Exercise aim - Starting with the line that contains "use crate::buffer::ReplayBuffer;" and stopping after the line that contains "pub struct DQNConfig", copy the entries below exactly. Include nothing else.

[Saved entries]
════════════════
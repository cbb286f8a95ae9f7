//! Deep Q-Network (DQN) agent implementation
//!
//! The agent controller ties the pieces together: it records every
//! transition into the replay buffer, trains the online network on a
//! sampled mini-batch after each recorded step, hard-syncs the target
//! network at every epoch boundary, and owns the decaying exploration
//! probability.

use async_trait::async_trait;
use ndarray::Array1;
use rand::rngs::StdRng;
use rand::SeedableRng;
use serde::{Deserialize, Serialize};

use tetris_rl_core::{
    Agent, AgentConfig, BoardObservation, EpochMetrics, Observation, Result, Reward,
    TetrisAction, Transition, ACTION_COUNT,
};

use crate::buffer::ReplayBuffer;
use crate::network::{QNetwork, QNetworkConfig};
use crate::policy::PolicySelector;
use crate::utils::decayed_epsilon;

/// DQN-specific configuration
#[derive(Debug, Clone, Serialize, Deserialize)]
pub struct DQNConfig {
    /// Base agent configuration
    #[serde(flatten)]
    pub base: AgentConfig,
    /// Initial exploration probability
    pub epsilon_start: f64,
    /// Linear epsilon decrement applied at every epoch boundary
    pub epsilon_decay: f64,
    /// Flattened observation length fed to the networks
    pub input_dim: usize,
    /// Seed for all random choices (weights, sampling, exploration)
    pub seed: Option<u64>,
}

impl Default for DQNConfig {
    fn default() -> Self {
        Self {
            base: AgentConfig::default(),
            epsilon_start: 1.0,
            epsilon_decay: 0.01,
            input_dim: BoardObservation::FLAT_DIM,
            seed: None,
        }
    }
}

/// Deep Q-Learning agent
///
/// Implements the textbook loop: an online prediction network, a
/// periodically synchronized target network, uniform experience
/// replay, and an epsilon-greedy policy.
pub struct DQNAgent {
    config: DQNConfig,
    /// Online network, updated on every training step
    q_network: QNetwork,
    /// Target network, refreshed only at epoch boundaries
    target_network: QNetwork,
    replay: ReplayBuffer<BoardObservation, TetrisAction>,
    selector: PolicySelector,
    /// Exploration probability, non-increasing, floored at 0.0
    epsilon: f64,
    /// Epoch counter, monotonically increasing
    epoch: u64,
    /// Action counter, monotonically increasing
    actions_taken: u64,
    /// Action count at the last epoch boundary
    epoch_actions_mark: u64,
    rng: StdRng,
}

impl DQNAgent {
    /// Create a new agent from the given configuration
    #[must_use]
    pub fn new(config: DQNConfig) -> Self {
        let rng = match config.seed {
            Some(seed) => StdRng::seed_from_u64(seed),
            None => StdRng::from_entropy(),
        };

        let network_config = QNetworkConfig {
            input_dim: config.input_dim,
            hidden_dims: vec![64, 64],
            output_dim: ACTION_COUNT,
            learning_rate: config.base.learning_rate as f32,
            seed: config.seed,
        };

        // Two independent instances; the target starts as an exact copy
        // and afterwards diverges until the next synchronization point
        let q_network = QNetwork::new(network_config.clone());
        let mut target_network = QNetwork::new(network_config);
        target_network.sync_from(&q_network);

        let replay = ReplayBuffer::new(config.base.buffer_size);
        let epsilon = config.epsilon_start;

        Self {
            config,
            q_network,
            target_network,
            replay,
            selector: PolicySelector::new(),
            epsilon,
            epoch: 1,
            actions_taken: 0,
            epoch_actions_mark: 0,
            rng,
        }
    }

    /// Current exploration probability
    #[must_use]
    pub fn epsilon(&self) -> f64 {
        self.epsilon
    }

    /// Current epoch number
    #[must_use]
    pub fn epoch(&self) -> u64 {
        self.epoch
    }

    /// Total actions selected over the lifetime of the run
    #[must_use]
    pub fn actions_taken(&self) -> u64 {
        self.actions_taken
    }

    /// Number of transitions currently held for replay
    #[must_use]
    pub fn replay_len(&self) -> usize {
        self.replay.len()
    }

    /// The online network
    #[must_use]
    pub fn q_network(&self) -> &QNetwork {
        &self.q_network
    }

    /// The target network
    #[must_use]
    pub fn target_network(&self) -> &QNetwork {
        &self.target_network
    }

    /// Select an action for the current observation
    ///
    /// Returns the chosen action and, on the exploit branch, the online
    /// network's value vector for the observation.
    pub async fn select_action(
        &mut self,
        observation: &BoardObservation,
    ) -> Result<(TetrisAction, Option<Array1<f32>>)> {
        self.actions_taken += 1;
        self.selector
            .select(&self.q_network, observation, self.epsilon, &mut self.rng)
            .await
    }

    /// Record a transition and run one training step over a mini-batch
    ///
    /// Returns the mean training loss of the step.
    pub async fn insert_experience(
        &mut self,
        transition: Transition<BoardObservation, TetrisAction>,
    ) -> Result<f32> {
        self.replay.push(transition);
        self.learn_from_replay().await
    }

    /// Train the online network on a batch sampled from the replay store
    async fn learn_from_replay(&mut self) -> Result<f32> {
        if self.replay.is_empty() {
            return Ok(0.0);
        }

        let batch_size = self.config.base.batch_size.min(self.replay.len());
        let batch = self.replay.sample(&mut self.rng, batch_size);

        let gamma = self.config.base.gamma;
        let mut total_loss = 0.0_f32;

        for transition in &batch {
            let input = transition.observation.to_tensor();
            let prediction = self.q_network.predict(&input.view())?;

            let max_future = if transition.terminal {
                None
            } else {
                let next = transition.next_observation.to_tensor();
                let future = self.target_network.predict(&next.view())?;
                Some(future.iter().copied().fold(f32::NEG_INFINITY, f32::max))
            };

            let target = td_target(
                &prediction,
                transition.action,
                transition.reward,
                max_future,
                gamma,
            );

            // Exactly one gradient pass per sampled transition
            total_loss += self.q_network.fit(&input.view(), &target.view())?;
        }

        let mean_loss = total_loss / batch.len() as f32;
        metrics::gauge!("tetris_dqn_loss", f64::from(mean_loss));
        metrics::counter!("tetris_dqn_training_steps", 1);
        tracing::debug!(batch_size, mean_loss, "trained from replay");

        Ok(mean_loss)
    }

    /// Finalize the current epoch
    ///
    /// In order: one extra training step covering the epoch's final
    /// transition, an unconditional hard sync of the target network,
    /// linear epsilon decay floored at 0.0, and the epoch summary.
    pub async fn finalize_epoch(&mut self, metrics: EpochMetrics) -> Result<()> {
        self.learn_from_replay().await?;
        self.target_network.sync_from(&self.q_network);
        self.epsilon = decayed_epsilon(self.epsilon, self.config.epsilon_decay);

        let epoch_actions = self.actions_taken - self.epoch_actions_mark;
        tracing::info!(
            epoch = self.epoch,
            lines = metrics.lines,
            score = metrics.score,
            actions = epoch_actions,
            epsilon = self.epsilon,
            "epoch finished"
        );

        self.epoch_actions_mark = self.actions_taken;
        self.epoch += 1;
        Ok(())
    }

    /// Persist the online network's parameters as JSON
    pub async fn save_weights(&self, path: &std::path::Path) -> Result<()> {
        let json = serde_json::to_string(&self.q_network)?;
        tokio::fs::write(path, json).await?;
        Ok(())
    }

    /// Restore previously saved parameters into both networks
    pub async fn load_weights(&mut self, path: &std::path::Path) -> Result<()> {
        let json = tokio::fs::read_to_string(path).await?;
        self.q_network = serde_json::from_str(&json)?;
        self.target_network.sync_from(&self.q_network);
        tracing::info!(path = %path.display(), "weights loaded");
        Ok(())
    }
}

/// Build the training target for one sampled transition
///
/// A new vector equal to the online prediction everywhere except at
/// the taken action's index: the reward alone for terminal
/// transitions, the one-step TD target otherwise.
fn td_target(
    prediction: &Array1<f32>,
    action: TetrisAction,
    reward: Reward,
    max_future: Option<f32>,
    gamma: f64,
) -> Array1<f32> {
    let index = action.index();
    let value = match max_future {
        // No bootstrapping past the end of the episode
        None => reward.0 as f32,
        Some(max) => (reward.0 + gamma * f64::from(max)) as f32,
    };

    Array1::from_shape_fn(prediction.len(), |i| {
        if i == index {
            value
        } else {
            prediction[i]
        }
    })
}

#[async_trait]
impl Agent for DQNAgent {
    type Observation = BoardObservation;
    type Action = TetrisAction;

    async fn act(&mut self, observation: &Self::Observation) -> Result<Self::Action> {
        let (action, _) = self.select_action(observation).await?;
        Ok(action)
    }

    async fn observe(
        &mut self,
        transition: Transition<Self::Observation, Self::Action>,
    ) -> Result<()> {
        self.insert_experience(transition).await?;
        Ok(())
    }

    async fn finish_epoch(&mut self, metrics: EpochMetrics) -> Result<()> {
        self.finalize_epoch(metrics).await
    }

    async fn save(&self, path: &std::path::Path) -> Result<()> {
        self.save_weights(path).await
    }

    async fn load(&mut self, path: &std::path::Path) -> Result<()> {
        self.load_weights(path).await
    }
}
════════════════
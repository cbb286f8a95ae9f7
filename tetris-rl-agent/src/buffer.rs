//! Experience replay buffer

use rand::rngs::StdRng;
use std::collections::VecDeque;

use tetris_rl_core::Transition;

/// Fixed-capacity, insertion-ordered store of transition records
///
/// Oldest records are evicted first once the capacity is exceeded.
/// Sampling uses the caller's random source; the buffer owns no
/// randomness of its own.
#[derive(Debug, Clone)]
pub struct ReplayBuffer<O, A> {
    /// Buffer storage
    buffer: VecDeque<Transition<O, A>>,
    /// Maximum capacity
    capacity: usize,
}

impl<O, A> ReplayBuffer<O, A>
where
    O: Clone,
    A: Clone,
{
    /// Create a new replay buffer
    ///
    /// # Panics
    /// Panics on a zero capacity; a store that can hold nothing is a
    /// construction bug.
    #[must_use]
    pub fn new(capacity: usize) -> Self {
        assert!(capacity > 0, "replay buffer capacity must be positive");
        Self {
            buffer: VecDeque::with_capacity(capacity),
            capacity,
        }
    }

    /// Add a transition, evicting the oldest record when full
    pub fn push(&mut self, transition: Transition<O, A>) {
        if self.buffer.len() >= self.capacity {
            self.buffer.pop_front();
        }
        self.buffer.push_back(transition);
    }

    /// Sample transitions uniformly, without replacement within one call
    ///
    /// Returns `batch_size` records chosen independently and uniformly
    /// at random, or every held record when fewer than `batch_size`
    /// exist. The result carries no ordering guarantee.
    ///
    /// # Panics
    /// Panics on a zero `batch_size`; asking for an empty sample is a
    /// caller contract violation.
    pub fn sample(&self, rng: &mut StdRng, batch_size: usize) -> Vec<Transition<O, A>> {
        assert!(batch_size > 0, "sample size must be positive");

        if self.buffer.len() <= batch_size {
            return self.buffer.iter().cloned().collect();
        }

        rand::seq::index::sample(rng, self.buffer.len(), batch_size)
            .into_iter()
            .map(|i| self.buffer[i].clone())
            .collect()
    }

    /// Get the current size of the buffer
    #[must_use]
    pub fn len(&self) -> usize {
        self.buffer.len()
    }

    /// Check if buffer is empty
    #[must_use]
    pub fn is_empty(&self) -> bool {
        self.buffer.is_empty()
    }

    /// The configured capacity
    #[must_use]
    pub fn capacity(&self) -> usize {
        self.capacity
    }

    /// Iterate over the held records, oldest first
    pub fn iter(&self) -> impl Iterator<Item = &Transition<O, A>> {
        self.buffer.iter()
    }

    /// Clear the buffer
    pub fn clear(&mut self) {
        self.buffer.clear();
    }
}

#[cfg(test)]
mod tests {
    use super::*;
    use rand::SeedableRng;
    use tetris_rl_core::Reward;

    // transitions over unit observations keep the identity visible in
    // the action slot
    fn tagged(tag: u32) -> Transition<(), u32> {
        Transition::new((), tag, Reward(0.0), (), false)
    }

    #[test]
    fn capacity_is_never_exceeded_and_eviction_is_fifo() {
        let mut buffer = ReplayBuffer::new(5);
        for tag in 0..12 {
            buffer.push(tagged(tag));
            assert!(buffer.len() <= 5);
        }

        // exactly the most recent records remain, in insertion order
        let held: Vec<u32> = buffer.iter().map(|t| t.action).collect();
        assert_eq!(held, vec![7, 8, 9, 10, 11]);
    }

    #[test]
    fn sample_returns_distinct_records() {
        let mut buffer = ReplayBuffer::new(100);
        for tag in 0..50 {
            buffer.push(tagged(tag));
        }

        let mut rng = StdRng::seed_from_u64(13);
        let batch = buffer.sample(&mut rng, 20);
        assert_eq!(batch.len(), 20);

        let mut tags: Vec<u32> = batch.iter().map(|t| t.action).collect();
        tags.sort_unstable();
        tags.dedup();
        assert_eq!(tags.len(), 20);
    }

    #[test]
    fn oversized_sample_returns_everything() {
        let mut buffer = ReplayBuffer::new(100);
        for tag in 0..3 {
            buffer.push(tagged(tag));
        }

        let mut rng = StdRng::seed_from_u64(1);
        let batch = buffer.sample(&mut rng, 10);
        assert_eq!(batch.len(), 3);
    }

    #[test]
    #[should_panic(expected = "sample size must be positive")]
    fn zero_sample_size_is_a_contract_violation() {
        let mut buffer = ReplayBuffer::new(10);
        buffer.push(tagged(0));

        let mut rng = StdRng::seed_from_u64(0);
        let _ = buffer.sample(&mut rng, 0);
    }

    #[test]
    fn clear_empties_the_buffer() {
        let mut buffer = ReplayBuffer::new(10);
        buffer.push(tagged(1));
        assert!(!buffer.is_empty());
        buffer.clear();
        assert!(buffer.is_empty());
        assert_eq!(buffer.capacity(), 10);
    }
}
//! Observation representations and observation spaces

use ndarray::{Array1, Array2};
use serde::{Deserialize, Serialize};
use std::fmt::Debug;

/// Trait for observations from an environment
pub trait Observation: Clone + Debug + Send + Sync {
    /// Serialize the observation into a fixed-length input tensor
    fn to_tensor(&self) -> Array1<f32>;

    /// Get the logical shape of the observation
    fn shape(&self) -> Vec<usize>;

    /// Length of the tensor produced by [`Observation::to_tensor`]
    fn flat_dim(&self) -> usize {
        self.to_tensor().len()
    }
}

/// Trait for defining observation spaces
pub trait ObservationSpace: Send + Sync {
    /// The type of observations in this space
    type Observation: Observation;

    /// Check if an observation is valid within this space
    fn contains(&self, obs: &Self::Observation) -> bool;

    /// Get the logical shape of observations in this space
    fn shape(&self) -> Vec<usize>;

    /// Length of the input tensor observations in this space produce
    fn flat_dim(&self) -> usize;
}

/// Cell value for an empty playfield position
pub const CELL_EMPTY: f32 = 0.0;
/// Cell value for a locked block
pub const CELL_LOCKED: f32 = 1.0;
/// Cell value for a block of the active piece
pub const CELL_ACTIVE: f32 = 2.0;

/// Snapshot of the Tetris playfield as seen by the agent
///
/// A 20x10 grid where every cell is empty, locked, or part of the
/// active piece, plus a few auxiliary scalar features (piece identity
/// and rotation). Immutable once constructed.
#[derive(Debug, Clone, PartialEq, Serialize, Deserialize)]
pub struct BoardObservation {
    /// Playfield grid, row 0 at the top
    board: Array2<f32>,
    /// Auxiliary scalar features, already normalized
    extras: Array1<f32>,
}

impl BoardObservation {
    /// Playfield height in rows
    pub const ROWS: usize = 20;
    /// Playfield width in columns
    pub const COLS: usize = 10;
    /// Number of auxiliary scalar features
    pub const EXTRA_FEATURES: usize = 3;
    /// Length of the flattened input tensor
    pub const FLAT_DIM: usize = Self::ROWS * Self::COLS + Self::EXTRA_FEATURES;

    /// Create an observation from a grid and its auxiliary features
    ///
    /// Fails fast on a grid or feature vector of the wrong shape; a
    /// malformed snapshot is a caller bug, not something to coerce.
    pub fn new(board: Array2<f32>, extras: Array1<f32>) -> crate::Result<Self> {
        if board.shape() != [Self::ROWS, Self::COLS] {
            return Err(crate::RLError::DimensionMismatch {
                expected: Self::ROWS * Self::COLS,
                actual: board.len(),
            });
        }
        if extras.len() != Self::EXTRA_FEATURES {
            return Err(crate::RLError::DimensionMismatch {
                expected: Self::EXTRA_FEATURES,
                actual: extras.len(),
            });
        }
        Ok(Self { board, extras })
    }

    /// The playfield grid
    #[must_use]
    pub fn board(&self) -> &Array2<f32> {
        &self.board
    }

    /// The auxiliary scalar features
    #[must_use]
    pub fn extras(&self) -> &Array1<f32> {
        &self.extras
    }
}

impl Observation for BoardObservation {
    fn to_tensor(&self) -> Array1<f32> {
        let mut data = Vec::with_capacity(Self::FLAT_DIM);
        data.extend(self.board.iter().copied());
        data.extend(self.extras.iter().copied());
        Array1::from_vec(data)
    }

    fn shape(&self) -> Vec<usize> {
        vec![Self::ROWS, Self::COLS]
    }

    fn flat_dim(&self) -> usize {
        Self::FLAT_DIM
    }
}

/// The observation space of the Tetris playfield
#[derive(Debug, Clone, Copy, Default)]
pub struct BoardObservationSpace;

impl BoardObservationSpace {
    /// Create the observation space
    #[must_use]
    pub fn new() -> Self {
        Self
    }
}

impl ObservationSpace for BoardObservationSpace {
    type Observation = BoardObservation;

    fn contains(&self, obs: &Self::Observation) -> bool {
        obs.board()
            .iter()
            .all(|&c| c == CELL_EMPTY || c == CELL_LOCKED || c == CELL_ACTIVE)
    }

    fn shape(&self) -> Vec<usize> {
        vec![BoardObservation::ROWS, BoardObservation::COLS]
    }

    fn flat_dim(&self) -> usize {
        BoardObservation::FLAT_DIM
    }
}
════════════════
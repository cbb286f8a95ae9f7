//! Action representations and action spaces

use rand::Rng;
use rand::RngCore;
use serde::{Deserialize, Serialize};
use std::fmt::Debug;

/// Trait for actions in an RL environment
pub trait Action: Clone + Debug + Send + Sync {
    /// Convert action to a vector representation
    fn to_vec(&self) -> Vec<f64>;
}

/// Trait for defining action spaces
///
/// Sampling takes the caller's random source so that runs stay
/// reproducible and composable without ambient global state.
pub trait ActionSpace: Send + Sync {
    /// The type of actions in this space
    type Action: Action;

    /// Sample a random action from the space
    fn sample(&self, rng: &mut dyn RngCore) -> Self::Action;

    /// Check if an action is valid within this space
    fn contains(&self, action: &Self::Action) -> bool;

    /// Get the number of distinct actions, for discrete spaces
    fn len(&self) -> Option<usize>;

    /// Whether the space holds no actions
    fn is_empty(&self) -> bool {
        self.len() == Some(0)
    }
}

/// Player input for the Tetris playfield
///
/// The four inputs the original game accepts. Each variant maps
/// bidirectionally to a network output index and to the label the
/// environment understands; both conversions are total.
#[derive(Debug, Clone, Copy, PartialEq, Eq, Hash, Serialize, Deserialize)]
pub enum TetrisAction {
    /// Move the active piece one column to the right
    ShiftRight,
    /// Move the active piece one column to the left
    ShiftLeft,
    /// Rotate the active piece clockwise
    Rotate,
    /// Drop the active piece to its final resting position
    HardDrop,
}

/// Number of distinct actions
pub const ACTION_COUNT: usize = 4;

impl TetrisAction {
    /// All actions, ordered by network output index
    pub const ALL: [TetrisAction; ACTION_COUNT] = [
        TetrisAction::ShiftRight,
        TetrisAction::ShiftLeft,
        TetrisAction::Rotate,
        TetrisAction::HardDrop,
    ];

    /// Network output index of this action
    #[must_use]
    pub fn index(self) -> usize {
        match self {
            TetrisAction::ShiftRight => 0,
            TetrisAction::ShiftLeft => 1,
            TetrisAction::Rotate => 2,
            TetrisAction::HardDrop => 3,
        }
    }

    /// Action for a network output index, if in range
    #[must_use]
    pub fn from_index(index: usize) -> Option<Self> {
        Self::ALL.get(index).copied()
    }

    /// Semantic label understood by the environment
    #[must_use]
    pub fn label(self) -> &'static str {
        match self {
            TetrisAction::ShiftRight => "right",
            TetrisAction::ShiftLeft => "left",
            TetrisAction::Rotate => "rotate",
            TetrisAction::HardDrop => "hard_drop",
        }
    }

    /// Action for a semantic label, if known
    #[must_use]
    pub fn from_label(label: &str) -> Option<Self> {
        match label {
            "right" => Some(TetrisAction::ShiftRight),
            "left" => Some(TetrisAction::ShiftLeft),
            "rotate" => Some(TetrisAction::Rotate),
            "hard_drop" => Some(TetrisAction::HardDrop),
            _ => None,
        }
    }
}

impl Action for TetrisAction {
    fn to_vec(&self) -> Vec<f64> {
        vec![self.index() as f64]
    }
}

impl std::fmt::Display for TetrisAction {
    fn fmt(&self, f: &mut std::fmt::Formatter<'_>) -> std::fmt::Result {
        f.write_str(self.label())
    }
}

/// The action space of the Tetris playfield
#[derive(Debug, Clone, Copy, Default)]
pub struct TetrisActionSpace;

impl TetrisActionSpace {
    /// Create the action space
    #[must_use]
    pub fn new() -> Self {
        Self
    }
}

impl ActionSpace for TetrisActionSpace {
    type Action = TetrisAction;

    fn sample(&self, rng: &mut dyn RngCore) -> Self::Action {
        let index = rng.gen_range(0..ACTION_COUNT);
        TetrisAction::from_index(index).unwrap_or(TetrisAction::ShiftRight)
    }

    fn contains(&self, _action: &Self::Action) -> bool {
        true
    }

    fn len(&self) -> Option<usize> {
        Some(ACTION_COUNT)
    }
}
════════════════
Solved problem -
use crate::buffer::ReplayBuffer;
use crate::network::{QNetwork, QNetworkConfig};
use crate::policy::PolicySelector;
use crate::utils::decayed_epsilon;

/// DQN-specific configuration
#[derive(Debug, Clone, Serialize, Deserialize)]
pub struct DQNConfig {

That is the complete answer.